Pekanbaru - Sekretaris Komisi A DPRD Riau, Suhardiman Amby, meminta Kementerian Lingkungan Hidup dan Kehutanan mengevaluasi Peta Indikatif Areal Perhutanan Sosial atau PIAPS untuk Provinsi Riau, karena dikhawatirkan hasilnya kurang akurat dan bisa memicu konflik ketika diterapkan.
"Luas daratan Riau 5,4 juta hektare, sudah ada 2,4 juta hektare diberikan izinnya untuk hutan produksi dan hutan tanaman industri. Sisanya sudah ada sawit dan lainnya. Ketika pemerintah menyatakan 1,4 juta hektare untuk perhutanan sosial Riau, yang perlu dipertanyakan adalah lahannya akan dimana lagi?," kata Suhardiman Amby pada diskusi "Percepatan Perhutanan Sosial untuk Rakyat Riau", yang digelar Koalisi Rakyat Riau di Pekanbaru, Rabu.
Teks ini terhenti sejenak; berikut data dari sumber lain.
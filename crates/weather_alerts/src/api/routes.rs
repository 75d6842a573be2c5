// Rust guideline compliant 2026-08-22

//! Router assembly for the weather-record API.

use crate::api::handlers::{AppState, create_weather, get_weather};
use axum::Router;
use axum::routing::{get, post};
use domain::{AlertSink, RecordStore, WeatherApi};
use std::sync::Arc;

/// Build the service router over any combination of port adapters.
pub fn create_router<W, R, S>(state: Arc<AppState<W, R, S>>) -> Router
where
    W: WeatherApi + Send + Sync + 'static,
    R: RecordStore + Send + Sync + 'static,
    S: AlertSink + Send + Sync + 'static,
{
    Router::new()
        .route("/api/v1/weather", post(create_weather::<W, R, S>))
        .route("/api/v1/weather/{id}", get(get_weather::<W, R, S>))
        .with_state(state)
}

// ---------------------------------------------------------------------------
// Tests
// ---------------------------------------------------------------------------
Ia mengatakan, penetapan areal perhutanan sosial melalui PIAPS dari Kementerian LHK seharusnya dilakukan dengan verifikasi manual, artinya langsung turun kelapangan. Dengan begitu, pelaksanan perhutanan sosial sebagai bagian dari program Tanah Objek Reformasi Agraria (TORA) bisa tepat sasaran seperti yang diamanatkan oleh Presiden Joko Widodo.
"Kalau dilakukan sembarangan, kemungkinan masyarakat adat tidak menjadi objek penerima TORA, melainkan pendatang yang merambah kawasan," katanya.
Suhardiman memberikan solusi, pemerintah bisa mengacu pada hasil Panitia Khusus (Pansus) Monitoring Perizinan Lahan DPRD Riau, yang pada 2016 sudah mendapati ada indikasi kuat 513 perusahaan sawit menyalahi aturan membuka lahan hingga seluas 1,8 juta Ha. Pansus juga sudah melaporkan temuan itu ke Kepolisian Daerah agar indikasi penggunaan lahan secara ilegal ini diusut.
"Perusahaan ini sudah menyalahi aturan dengan membuka lahan tanpa pelepasan kawasan hutan, tidak membayar pajak, artinya lahannya ilegal. Ini jadi pilihan alternatif yang bisa lebih mudah sebagai solusi lahan untuk perhutanan sosial," kata Suhardiman yang merupakan mantan Ketua Pansus Monitoring Perizinan Lahan tersebut.
Keakuratan peta PIAPS juga menjadi polemik karena luas perhutanan sosial, yang dikeluarkan oleh Dinas Lingkungan Hidup dan Kehutanan Riau pada 2017, jumlahnya lebih sedikit dari yang dikeluarkan oleh Kementerian LHK, yakni seluas 1.094.323 Ha.
Kepala Dinas LHK Riau, Yulwiriati Moesa, mengatakan PIAPS versi LHK seharusnya merupakan harmonisasi dari data yang dimiliki kementerian, pengajuan dari LSM dan masukan dari pemerintah provinsi. Sementara itu, PIAPS belum memperhitungkan perizinan yang dikeluarkan oleh bupati/wali kota.
"Peta perhutanan sosial harus diverifikasi, jangan sampai perhutanan sosial diberikan kepada para pendatang yang dibelakangnya cukong-cukong," tegasnya.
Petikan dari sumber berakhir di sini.